━━━━━ Information supplied ━━━━━

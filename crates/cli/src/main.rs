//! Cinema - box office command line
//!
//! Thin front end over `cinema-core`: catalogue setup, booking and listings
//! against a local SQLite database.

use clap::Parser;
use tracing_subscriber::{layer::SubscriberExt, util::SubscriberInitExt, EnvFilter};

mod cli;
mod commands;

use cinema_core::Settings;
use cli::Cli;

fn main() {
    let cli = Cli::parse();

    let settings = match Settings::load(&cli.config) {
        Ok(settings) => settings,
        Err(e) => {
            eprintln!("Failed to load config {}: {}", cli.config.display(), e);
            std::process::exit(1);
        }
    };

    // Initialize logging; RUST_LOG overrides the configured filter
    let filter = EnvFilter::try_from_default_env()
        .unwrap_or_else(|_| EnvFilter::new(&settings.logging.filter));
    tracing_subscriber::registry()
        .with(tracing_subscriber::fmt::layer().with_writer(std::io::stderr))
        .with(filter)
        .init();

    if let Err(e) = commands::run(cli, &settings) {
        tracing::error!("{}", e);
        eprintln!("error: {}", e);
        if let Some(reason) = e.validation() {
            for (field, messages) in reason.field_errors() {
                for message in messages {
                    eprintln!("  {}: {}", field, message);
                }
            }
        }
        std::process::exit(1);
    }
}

━━━━━

* **Task to complete**
After reading through the records, retype all of them exactly.

* **Answer space**
filename crates/cli/src/main.rs
//! Cinema - box office command line
//!
//! Thin front end over `cinema-core`: catalogue setup, booking and listings
//! against a local SQLite database.

use clap::Parser;
use tracing_subscriber::{layer::SubscriberExt, util::SubscriberInitExt, EnvFilter};

mod cli;
mod commands;

use cinema_core::Settings;
use cli::Cli;

fn main() {
    let cli = Cli::parse();

    let settings = match Settings::load(&cli.config) {
        Ok(settings) => settings,
        Err(e) => {
            eprintln!("Failed to load config {}: {}", cli.config.display(), e);
            std::process::exit(1);
        }
    };

    // Initialize logging; RUST_LOG overrides the configured filter
    let filter = EnvFilter::try_from_default_env()
        .unwrap_or_else(|_| EnvFilter::new(&settings.logging.filter));
    tracing_subscriber::registry()
        .with(tracing_subscriber::fmt::layer().with_writer(std::io::stderr))
        .with(filter)
        .init();

    if let Err(e) = commands::run(cli, &settings) {
        tracing::error!("{}", e);
        eprintln!("error: {}", e);
        if let Some(reason) = e.validation() {
            for (field, messages) in reason.field_errors() {
                for message in messages {
                    eprintln!("  {}: {}", field, message);
                }
            }
        }
        std::process::exit(1);
    }
}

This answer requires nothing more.